Lippi fa il giro di due chiese e salta Appiano per mancanza di azzurri

Il Ct della Nazionale in visita ieri a Milanello e oggi a Vinovo al capezzale della Juventus. Elogi al gioco di Leonardo e informazioni sullo stato di salute di Nesta e Gattuso. Spiegata in modo didascalico la mancata visita al quartier generale dell'Inter: «Non ci sono italiani»
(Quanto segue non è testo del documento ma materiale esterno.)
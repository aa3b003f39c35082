//! Database schema SQL.

/// Tracked items and their view-count time series.
pub const ITEMS_SCHEMA_SQL: &str = r#"
CREATE TABLE IF NOT EXISTS tracked_items (
    id TEXT PRIMARY KEY,
    title TEXT,
    channel_id TEXT,
    published_at INTEGER NOT NULL,
    view_count INTEGER NOT NULL DEFAULT 0,
    like_count INTEGER NOT NULL DEFAULT 0,
    comment_count INTEGER NOT NULL DEFAULT 0,
    baseline_views REAL,
    temporal_performance_score REAL,
    score_age_days INTEGER,
    score_envelope_age INTEGER,
    scored_at INTEGER,
    last_snapshot_at INTEGER,
    created_at INTEGER NOT NULL,
    updated_at INTEGER
);

CREATE INDEX IF NOT EXISTS idx_items_last_snapshot ON tracked_items(last_snapshot_at);
CREATE INDEX IF NOT EXISTS idx_items_score ON tracked_items(temporal_performance_score);

CREATE TABLE IF NOT EXISTS snapshots (
    item_id TEXT NOT NULL REFERENCES tracked_items(id),
    age_days INTEGER NOT NULL CHECK (age_days >= 0),
    captured_at INTEGER NOT NULL,
    capture_date TEXT NOT NULL,
    view_count INTEGER NOT NULL,
    like_count INTEGER NOT NULL,
    comment_count INTEGER NOT NULL,
    PRIMARY KEY (item_id, age_days)
);

CREATE INDEX IF NOT EXISTS idx_snapshots_age_views ON snapshots(age_days, view_count);
"#;

/// Per-age percentile curves. Replaced wholesale inside one transaction.
pub const ENVELOPE_SCHEMA_SQL: &str = r#"
CREATE TABLE IF NOT EXISTS envelope (
    age_days INTEGER PRIMARY KEY CHECK (age_days BETWEEN 0 AND 365),
    p10 INTEGER NOT NULL,
    p25 INTEGER NOT NULL,
    p50 INTEGER NOT NULL,
    p75 INTEGER NOT NULL,
    p90 INTEGER NOT NULL,
    p95 INTEGER NOT NULL,
    sample_count INTEGER NOT NULL,
    recomputed_at INTEGER NOT NULL
);
"#;

/// Job records. The partial unique index is the single-flight guard: at most
/// one pending/processing job per kind can exist.
pub const JOBS_SCHEMA_SQL: &str = r#"
CREATE TABLE IF NOT EXISTS jobs (
    id TEXT PRIMARY KEY,
    kind TEXT NOT NULL,
    status TEXT NOT NULL DEFAULT 'pending'
        CHECK (status IN ('pending', 'processing', 'completed', 'failed')),
    progress_json TEXT,
    error TEXT,
    stop_requested INTEGER NOT NULL DEFAULT 0,
    created_at INTEGER NOT NULL,
    updated_at INTEGER NOT NULL
);

CREATE INDEX IF NOT EXISTS idx_jobs_kind_created ON jobs(kind, created_at);
CREATE UNIQUE INDEX IF NOT EXISTS idx_jobs_single_flight
    ON jobs(kind) WHERE status IN ('pending', 'processing');
"#;

/// One counter per budget day per call kind.
pub const QUOTA_SCHEMA_SQL: &str = r#"
CREATE TABLE IF NOT EXISTS quota_usage (
    usage_date TEXT NOT NULL,
    kind TEXT NOT NULL,
    units INTEGER NOT NULL DEFAULT 0 CHECK (units >= 0),
    updated_at INTEGER NOT NULL,
    PRIMARY KEY (usage_date, kind)
);
"#;
//! viewpulse — collect view-count snapshots, rebuild the percentile envelope
//! and rank items by temporal performance.

use std::path::PathBuf;
use std::sync::Arc;
use std::time::Duration;

use anyhow::{bail, Context};
use clap::{Parser, Subcommand};
use serde::Serialize;
use tracing::info;
use tracing_subscriber::EnvFilter;

use viewpulse_collect::{CollectParams, YouTubeDataSource};
use viewpulse_core::EngineConfig;
use viewpulse_jobs::{JobKind, JobStatus};
use viewpulse_runtime::Engine;
use viewpulse_store::NewTrackedItem;

#[derive(Parser)]
#[command(name = "viewpulse", version, about = "Temporal performance normalization engine")]
struct Cli {
    /// Data directory (defaults to $VIEWPULSE_DATA_DIR or ./data).
    #[arg(long, global = true)]
    data_dir: Option<PathBuf>,

    #[command(subcommand)]
    command: Command,
}

#[derive(Subcommand)]
enum Command {
    /// Start tracking an item.
    Track {
        id: String,
        /// Publish time, RFC 3339 (e.g. 2024-03-01T17:00:00Z).
        #[arg(long)]
        published: String,
        #[arg(long)]
        title: Option<String>,
        #[arg(long)]
        channel: Option<String>,
    },
    /// Refresh stale items from the upstream API.
    Collect {
        #[arg(long)]
        max_calls: Option<u32>,
        #[arg(long)]
        stale_hours: Option<u64>,
        /// Print the job id and exit instead of waiting.
        #[arg(long)]
        detach: bool,
    },
    /// Recompute the percentile envelope and rescore every item.
    Rebuild {
        #[arg(long)]
        detach: bool,
    },
    /// Show one job.
    Job { id: String },
    /// Show the most recent job of a kind (collect | rebuild).
    Latest { kind: String },
    /// Ask a running job to stop.
    Stop { id: String },
    /// Show today's quota usage.
    Quota,
    /// List the best-scoring items.
    Top {
        #[arg(long, default_value_t = 20)]
        limit: usize,
        #[arg(long, default_value_t = 1.0)]
        min_score: f64,
    },
    /// Score one item now.
    Score { id: String },
}

fn resolve_data_dir(flag: Option<PathBuf>) -> PathBuf {
    flag.or_else(|| std::env::var("VIEWPULSE_DATA_DIR").ok().map(PathBuf::from))
        .unwrap_or_else(|| PathBuf::from("data"))
}

fn open_engine(config: EngineConfig, needs_upstream: bool) -> anyhow::Result<Engine> {
    if needs_upstream {
        return Engine::with_youtube(config).context("failed to start engine");
    }
    // Local commands never reach the upstream, so no key is needed.
    let source = YouTubeDataSource::new(&config.api_base_url, String::new())?;
    Ok(Engine::open(config, Arc::new(source))?)
}

fn print_json<T: Serialize>(value: &T) -> anyhow::Result<()> {
    println!("{}", serde_json::to_string_pretty(value)?);
    Ok(())
}

/// Poll a job to completion, echoing each new progress payload.
async fn follow_job(engine: &Engine, job_id: &str) -> anyhow::Result<()> {
    let mut last_progress = None;
    loop {
        let job = engine
            .job_status(job_id)?
            .with_context(|| format!("job {} disappeared", job_id))?;
        if job.progress != last_progress {
            if let Some(progress) = &job.progress {
                println!("{}", progress);
            }
            last_progress = job.progress.clone();
        }
        if job.status.is_terminal() {
            print_json(&job)?;
            if job.status == JobStatus::Failed {
                bail!("job {} failed", job_id);
            }
            return Ok(());
        }
        tokio::time::sleep(Duration::from_secs(1)).await;
    }
}

#[tokio::main]
async fn main() -> anyhow::Result<()> {
    tracing_subscriber::fmt()
        .with_env_filter(
            EnvFilter::try_from_default_env().unwrap_or_else(|_| EnvFilter::new("info")),
        )
        .init();

    let cli = Cli::parse();
    let data_dir = resolve_data_dir(cli.data_dir);
    info!("Data directory: {}", data_dir.display());

    let config = EngineConfig::from_env(&data_dir)?;
    let needs_upstream = matches!(cli.command, Command::Collect { .. });
    let engine = open_engine(config, needs_upstream)?;

    match cli.command {
        Command::Track {
            id,
            published,
            title,
            channel,
        } => {
            let published_at = chrono::DateTime::parse_from_rfc3339(&published)
                .with_context(|| format!("invalid --published value: {}", published))?
                .timestamp_millis();
            engine.track_item(&NewTrackedItem {
                id: id.clone(),
                published_at,
                title,
                channel_id: channel,
            })?;
            println!("Tracking {}", id);
        }
        Command::Collect {
            max_calls,
            stale_hours,
            detach,
        } => {
            let defaults = engine.default_collect_params();
            let params = CollectParams {
                max_external_calls: max_calls.unwrap_or(defaults.max_external_calls),
                staleness: stale_hours
                    .map(|h| Duration::from_secs(h * 3600))
                    .unwrap_or(defaults.staleness),
            };
            let job_id = engine.start_collection(params)?;
            println!("Collection job {}", job_id);
            if !detach {
                follow_job(&engine, &job_id).await?;
            }
        }
        Command::Rebuild { detach } => {
            let job_id = engine.start_envelope_rebuild()?;
            println!("Rebuild job {}", job_id);
            if !detach {
                follow_job(&engine, &job_id).await?;
            }
        }
        Command::Job { id } => match engine.job_status(&id)? {
            Some(job) => print_json(&job)?,
            None => bail!("no job {}", id),
        },
        Command::Latest { kind } => {
            let kind = JobKind::parse(&kind)
                .with_context(|| format!("unknown job kind: {} (collect | rebuild)", kind))?;
            match engine.latest_job(kind)? {
                Some(job) => print_json(&job)?,
                None => println!("No {} jobs yet", kind),
            }
        }
        Command::Stop { id } => {
            if engine.request_stop(&id)? {
                println!("Stop requested for {}", id);
            } else {
                bail!("job {} is not running", id);
            }
        }
        Command::Quota => print_json(&engine.quota_status()?)?,
        Command::Top { limit, min_score } => {
            for item in engine.top_performers(limit, min_score)? {
                println!(
                    "{:>8.2}  {:>12}  {}  {}",
                    item.temporal_performance_score.unwrap_or_default(),
                    item.view_count,
                    item.id,
                    item.title.as_deref().unwrap_or("")
                );
            }
        }
        Command::Score { id } => match engine.score_item(&id)? {
            Some(score) => print_json(&score)?,
            None => println!("{} is unscored: no envelope yet", id),
        },
    }

    Ok(())
}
É tornato ufficialmente ieri al lavoro Marcello Lippi, Ct della Nazionale campione del mondo. Lo ha fatto inaugurando una serie di visite strategiche ai club che forniscono la materia prima al club Italia. Il primo viaggio è stato effettuato ieri pomeriggio a Milanello: si è presentato prima di colazione, si è messo in disparte per non stravolgere le abitudini di Leonardo, poi ha pranzato con Leonardo e il suo staff, infine ha anche rilasciato una piccola intervista al canale rossonero, milan-channel. Scontato il motivo della missione di Lippi a Milanello: cominciare la stagione del mondiale facendo visita a una delle due squadre, il Milan, che offrono il maggior numero, con la Juventus, di convocati. Gattuso, Pirlo e Zambrotta fanno parte in modo costante delle convocazioni azzurre. Presto, e cioè in vista della prossima amichevole con il Camerun di Eto'o, si aggiungerà al plotone anche Marco Borriello che è salito nel gradimento del ct viareggino e ha scavalcato Amauri. Niente da fare, invece, per Ambrosini a cui Lippi ha dato una spiegazione a suo tempo.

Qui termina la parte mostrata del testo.